The West Africa Examination Council (WAEC) says the impending Basic Education Certificate Examination (BECE), scheduled for July 2024, faces possible cancellation due to severe funding challenges.

The council has expressed grave concerns about the government’s failure to release critical funds needed for the preparation and administration of the exams.

As the July 8, 2024 exam date approaches, time is running out for the purchase of necessary logistics.

The Director of Public Affairs at WAEC has highlighted the urgency of the situation, stressing the need for immediate financial support to avoid disruption of the exams.

Speaking on Joy FM’s, Midday News, the Director of Public Affairs at WAEC, John Kapi, said, “For BECE, we still have an outstanding payment of  ₵698,500, and then for the 2024 examination, we expect a total amount of ₵95,837,306 from the government.”

He noted that so far, the council has received ₵2,284,618, leaving an outstanding balance of ₵93,552,688 needed for the BECE.

He emphasised that the $2 million received is insufficient to facilitate the examination.

The Minority caucus on the Education Committee in Parliament first raised the issue this week, calling for a payment schedule from the government.

Ranking Member on the Education Committee, Peter Nortsu-Kotoe, revealed that he proposed to the Chairman of the Education Committee that they call for a meeting with the Minister of Finance, the Minister of Education, and the national officer for WAEC to develop a roadmap for releasing funds.

He noted that this would enable WAEC to conduct the BECE and ensure they have the necessary financial resources to carry out their mandate.

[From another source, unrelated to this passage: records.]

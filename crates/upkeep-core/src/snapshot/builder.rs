//! Snapshot builder: remote representation → [`ObservedSnapshot`].

use crate::model::{FieldDescriptor, FieldValue, ResourceCatalog, ValueKind, WireShape};
use crate::normalize;
use crate::snapshot::{wire, ObservedSnapshot};
use serde_json::Value;

/// Build a total, normalized snapshot of a remote object.
///
/// Never fails: a payload that is not an object yields a snapshot holding
/// the empty form of every field.
pub fn build_observed(catalog: &ResourceCatalog, raw: &Value) -> ObservedSnapshot {
    if !raw.is_object() {
        tracing::debug!(
            resource_kind = %catalog.kind,
            "remote representation is not an object; observing empty values"
        );
    }

    let id = raw.get(catalog.id_key).and_then(wire::scalar_text).filter(|s| !s.is_empty());
    let mut snapshot = ObservedSnapshot::new(catalog.kind, id);
    for descriptor in catalog.fields {
        snapshot.insert(descriptor.name, observe_field(descriptor, raw.get(descriptor.wire_key)));
    }
    snapshot
}

fn observe_field(descriptor: &FieldDescriptor, value: Option<&Value>) -> FieldValue {
    if let Some(labels) = descriptor.labels {
        return FieldValue::Text(value.and_then(|v| labels.label_wire(v)).unwrap_or_default());
    }

    match descriptor.kind {
        ValueKind::Text => {
            let text = match descriptor.shape {
                WireShape::Plain => wire::text(value),
                WireShape::Loose => wire::loose_text(value),
            };
            FieldValue::Text(if descriptor.folded { text.to_lowercase() } else { text })
        }
        ValueKind::Int => FieldValue::Int(wire::int(value)),
        ValueKind::Bool => FieldValue::Bool(wire::boolean(value)),
        ValueKind::StringSet => FieldValue::Strings(normalize::string_set(wire::text_items(value))),
        ValueKind::TagSet => FieldValue::Strings(normalize::tag_set(wire::text_items(value))),
        ValueKind::IntSet => FieldValue::Ints(normalize::int_set(wire::int_items(value))),
        ValueKind::Map => FieldValue::Pairs(normalize::string_map(
            wire::map_entries(value),
            descriptor.ignored_keys,
        )),
    }
}
//! Decoding of loosely-typed remote payloads.
//!
//! The remote API is not strict about shapes: numbers arrive as strings,
//! single values arrive where lists are expected, and some text fields come
//! either bare or wrapped in an object holding a list. Each decoder accepts
//! a closed set of shapes and falls back to the empty form for anything else.
//! None of them fail.

use serde::Deserialize;
use serde_json::Value;

/// Known shapes of a loosely-typed text field.
#[derive(Debug, Deserialize)]
#[serde(untagged)]
pub enum LooseText {
    Bare(String),
    Number(serde_json::Number),
    Listed {
        #[serde(alias = "items")]
        values: Vec<Value>,
    },
}

impl LooseText {
    /// The canonical scalar: the bare value, or the first non-empty listed element
    pub fn into_scalar(self) -> String {
        match self {
            LooseText::Bare(s) => s.trim().to_string(),
            LooseText::Number(n) => n.to_string(),
            LooseText::Listed { values } => values
                .iter()
                .filter_map(scalar_text)
                .find(|s| !s.is_empty())
                .unwrap_or_default(),
        }
    }
}

/// A bare scalar rendered as trimmed text; `None` for containers and null.
pub fn scalar_text(value: &Value) -> Option<String> {
    match value {
        Value::String(s) => Some(s.trim().to_string()),
        Value::Number(n) => Some(n.to_string()),
        Value::Bool(b) => Some(b.to_string()),
        _ => None,
    }
}

pub fn text(value: Option<&Value>) -> String {
    value.and_then(scalar_text).unwrap_or_default()
}

pub fn loose_text(value: Option<&Value>) -> String {
    value
        .cloned()
        .and_then(|v| serde_json::from_value::<LooseText>(v).ok())
        .map(LooseText::into_scalar)
        .unwrap_or_default()
}

fn scalar_int(value: &Value) -> Option<i64> {
    match value {
        Value::Number(n) => n.as_i64().or_else(|| {
            n.as_f64()
                .filter(|f| f.fract() == 0.0 && f.abs() < i64::MAX as f64)
                .map(|f| f as i64)
        }),
        Value::String(s) => s.trim().parse().ok(),
        _ => None,
    }
}

pub fn int(value: Option<&Value>) -> i64 {
    value.and_then(scalar_int).unwrap_or(0)
}

pub fn boolean(value: Option<&Value>) -> bool {
    match value {
        Some(Value::Bool(b)) => *b,
        Some(Value::Number(n)) => n.as_i64() == Some(1),
        Some(Value::String(s)) => matches!(s.trim().to_lowercase().as_str(), "true" | "1"),
        _ => false,
    }
}

/// Elements of a list-valued field as text. A lone scalar is a one-element list.
pub fn text_items(value: Option<&Value>) -> Vec<String> {
    match value {
        Some(Value::Array(items)) => items.iter().filter_map(scalar_text).collect(),
        Some(other) => scalar_text(other).into_iter().collect(),
        None => Vec::new(),
    }
}

/// Elements of an integer list. Unparseable elements are dropped.
pub fn int_items(value: Option<&Value>) -> Vec<i64> {
    match value {
        Some(Value::Array(items)) => items.iter().filter_map(scalar_int).collect(),
        Some(other) => scalar_int(other).into_iter().collect(),
        None => Vec::new(),
    }
}

/// Entries of a map-valued field.
///
/// Accepts an object of scalars, or an array of `{name|key, value}` objects.
pub fn map_entries(value: Option<&Value>) -> Vec<(String, String)> {
    match value {
        Some(Value::Object(obj)) => obj
            .iter()
            .filter_map(|(k, v)| scalar_text(v).map(|v| (k.clone(), v)))
            .collect(),
        Some(Value::Array(items)) => items
            .iter()
            .filter_map(|item| {
                let key = item.get("name").or_else(|| item.get("key"))?.as_str()?;
                let value = scalar_text(item.get("value")?)?;
                Some((key.to_string(), value))
            })
            .collect(),
        _ => Vec::new(),
    }
}
use crate::model::{FieldDescriptor, ResourceCatalog, ResourceKind, ValueKind};

static FIELDS: &[FieldDescriptor] = &[
    FieldDescriptor::new("name", ValueKind::Text),
    FieldDescriptor::new("description", ValueKind::Text),
    FieldDescriptor::new("timezone", ValueKind::Text),
    FieldDescriptor::new("start_time", ValueKind::Text),
    FieldDescriptor::new("duration_minutes", ValueKind::Int).wire("duration"),
    FieldDescriptor::new("recurrence", ValueKind::Text).folded(),
    // ISO weekdays, 1 = Monday
    FieldDescriptor::new("days", ValueKind::IntSet).only(&["weekly"]),
    FieldDescriptor::new("days_of_month", ValueKind::IntSet).only(&["monthly"]),
    FieldDescriptor::new("monitor_ids", ValueKind::IntSet).wire("monitors"),
];

pub static MAINTENANCE_WINDOW: ResourceCatalog = ResourceCatalog {
    kind: ResourceKind::MaintenanceWindow,
    id_key: "id",
    subtype_key: "recurrence",
    fields: FIELDS,
};

#[cfg(test)]
mod tests {
    use super::*;
    use crate::diff::converged;
    use crate::model::{IntentField, WriteIntent};
    use crate::projection::build_desired_from_update;
    use crate::snapshot::build_observed;
    use serde_json::json;

    #[test]
    fn test_monthly_window_ignores_weekdays() {
        let intent = WriteIntent::update(ResourceKind::MaintenanceWindow, "5")
            .with_subtype("monthly")
            .with_ints("days", [1, 2])
            .with_ints("days_of_month", [15, 1]);
        let desired = build_desired_from_update(&MAINTENANCE_WINDOW, &intent);
        assert_eq!(desired.asserted_names(), vec!["days_of_month"]);
    }

    #[test]
    fn test_preserved_monitor_ids_not_compared() {
        let intent = WriteIntent::update(ResourceKind::MaintenanceWindow, "5")
            .with_text("name", "patch tuesday")
            .with("monitor_ids", IntentField::Omit);
        let desired = build_desired_from_update(&MAINTENANCE_WINDOW, &intent);
        let observed = build_observed(
            &MAINTENANCE_WINDOW,
            &json!({"id": 5, "name": "patch tuesday", "monitors": ["7", 3]}),
        );
        assert!(converged(&desired, &observed));
    }
}
//! Canonical schema constants for structured logging and events
//!
//! These constants keep log events and error reports consistent across crates.

// Field keys every operation event carries
pub const FIELD_COMPONENT: &str = "component";
pub const FIELD_OP: &str = "op";
pub const FIELD_EVENT: &str = "event";
pub const FIELD_DURATION_MS: &str = "duration_ms";
pub const FIELD_SESSION_ID: &str = "session_id";

// Remote object identity
pub const FIELD_TARGET_ID: &str = "target_id";
pub const FIELD_RESOURCE_KIND: &str = "resource_kind";

// Settle loop
pub const FIELD_ATTEMPT: &str = "attempt";
pub const FIELD_BACKOFF_MS: &str = "backoff_ms";
pub const FIELD_DIFFERING: &str = "differing";

// Error fields written by `log_op_error!`
pub const FIELD_ERR_KIND: &str = "err_kind";
pub const FIELD_ERR_CODE: &str = "err_code";
pub const FIELD_ERR_FIELDS: &str = "err_fields";

// Canonical event names
pub const EVENT_START: &str = "start";
pub const EVENT_END: &str = "end";
pub const EVENT_END_ERROR: &str = "end_error";
pub const EVENT_SETTLE_ATTEMPT: &str = "settle_attempt";

#[cfg(test)]
mod tests {
    use super::*;

    #[test]
    fn test_constants_accessibility() {
        assert!(!FIELD_COMPONENT.is_empty());
        assert!(!FIELD_OP.is_empty());
        assert!(!FIELD_TARGET_ID.is_empty());
        assert!(!EVENT_START.is_empty());
        assert!(!EVENT_SETTLE_ATTEMPT.is_empty());
    }

    #[test]
    fn test_error_keys_are_plain_identifiers() {
        // Macro field names cannot contain dots
        for key in [FIELD_ERR_KIND, FIELD_ERR_CODE, FIELD_ERR_FIELDS] {
            assert!(key.chars().all(|c| c.is_ascii_lowercase() || c == '_'));
        }
    }

    #[test]
    fn test_event_names_are_distinct() {
        let names = [EVENT_START, EVENT_END, EVENT_END_ERROR, EVENT_SETTLE_ATTEMPT];
        for (i, a) in names.iter().enumerate() {
            for b in names.iter().skip(i + 1) {
                assert_ne!(a, b);
            }
        }
    }
}
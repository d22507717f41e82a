//! Bounded exponential backoff between settle reads.

use std::time::Duration;

/// Delay schedule: `initial`, grown by `factor` for `growth_steps` steps,
/// never above `max`.
#[derive(Debug, Clone, Copy, PartialEq, Eq)]
pub struct Backoff {
    pub initial: Duration,
    pub factor: u32,
    pub growth_steps: u32,
    pub max: Duration,
}

impl Backoff {
    pub fn new(initial: Duration, max: Duration) -> Self {
        Self {
            initial,
            max,
            ..Self::default()
        }
    }

    pub fn with_factor(mut self, factor: u32) -> Self {
        self.factor = factor;
        self
    }

    pub fn with_growth_steps(mut self, growth_steps: u32) -> Self {
        self.growth_steps = growth_steps;
        self
    }

    /// Delay after the read at zero-based position `step`.
    pub fn delay(&self, step: u32) -> Duration {
        let growth = self.factor.max(1).saturating_pow(step.min(self.growth_steps));
        self.initial.saturating_mul(growth).min(self.max)
    }
}

impl Default for Backoff {
    /// 500ms doubling four times, capped at 5s
    fn default() -> Self {
        Self {
            initial: Duration::from_millis(500),
            factor: 2,
            growth_steps: 4,
            max: Duration::from_secs(5),
        }
    }
}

“The BECE is coming on next month, and they need to prepare financially with resources to carry out their mandate. So, they need money.”

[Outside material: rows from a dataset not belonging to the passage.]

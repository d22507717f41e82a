//! Correlation types for settle sessions
//!
//! A settle session performs many reads against the same remote object.
//! Every event it emits carries the same `SessionId` so the reads of one
//! reconciliation can be stitched together in the logs.

use serde::{Deserialize, Serialize};
use uuid::Uuid;

/// Identifier for one reconciliation (write plus settle) or one bare settle call
#[derive(Debug, Clone, PartialEq, Eq, Hash, Serialize, Deserialize)]
pub struct SessionId(String);

impl SessionId {
    /// Generate a new time-ordered SessionId using UUIDv7
    pub fn new() -> Self {
        Self(Uuid::now_v7().to_string())
    }

    /// Get the string representation
    pub fn as_str(&self) -> &str {
        &self.0
    }

    /// Create from an existing string (for propagation from a caller)
    pub fn from_string(s: String) -> Self {
        Self(s)
    }
}

impl Default for SessionId {
    fn default() -> Self {
        Self::new()
    }
}

impl std::fmt::Display for SessionId {
    fn fmt(&self, f: &mut std::fmt::Formatter<'_>) -> std::fmt::Result {
        write!(f, "{}", self.0)
    }
}

/// Context carried from the caller into a reconciliation
#[derive(Debug, Clone)]
pub struct RequestContext {
    pub session_id: SessionId,
    /// Free-form label of the caller (e.g. the plan step that triggered the write)
    pub origin: Option<String>,
}

impl RequestContext {
    /// Create a new context with a fresh SessionId
    pub fn new() -> Self {
        Self {
            session_id: SessionId::new(),
            origin: None,
        }
    }

    /// Create a context that continues an existing session
    pub fn with_session_id(session_id: SessionId) -> Self {
        Self {
            session_id,
            origin: None,
        }
    }

    /// Attach an origin label
    pub fn with_origin(mut self, origin: impl Into<String>) -> Self {
        self.origin = Some(origin.into());
        self
    }
}

impl Default for RequestContext {
    fn default() -> Self {
        Self::new()
    }
}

He added that the upcoming WASSCE examination in August also requires funding, hence the urgency of meeting with the various authorities to determine how money can be released to WAEC.

However, the Vice Chairman of the committee, Dr Prince Hamidu Armah, has downplayed the seriousness of the government’s indebtedness, arguing that such situations have been the status quo for the past decade.

He noted that in 2023, the government paid over ₵80 million towards the BECE, and in 2024, it has already paid ₵2.5 million plus an additional ₵6 million.

“Just to make the point that the government has demonstrated commitment towards making payments and ensuring that the examinations are conducted,”

The education and health sectors have been severely affected by persistent inflation, which stood at 23.1% as of May 2024, down from 25% in April 2024.

These sectors have reportedly seen a substantial decline recently, showing no signs of improvement.

Government Statistician, Prof. Samuel Kobina Annim emphasised the urgent need for proactive and pragmatic measures from government institutions to address the situation.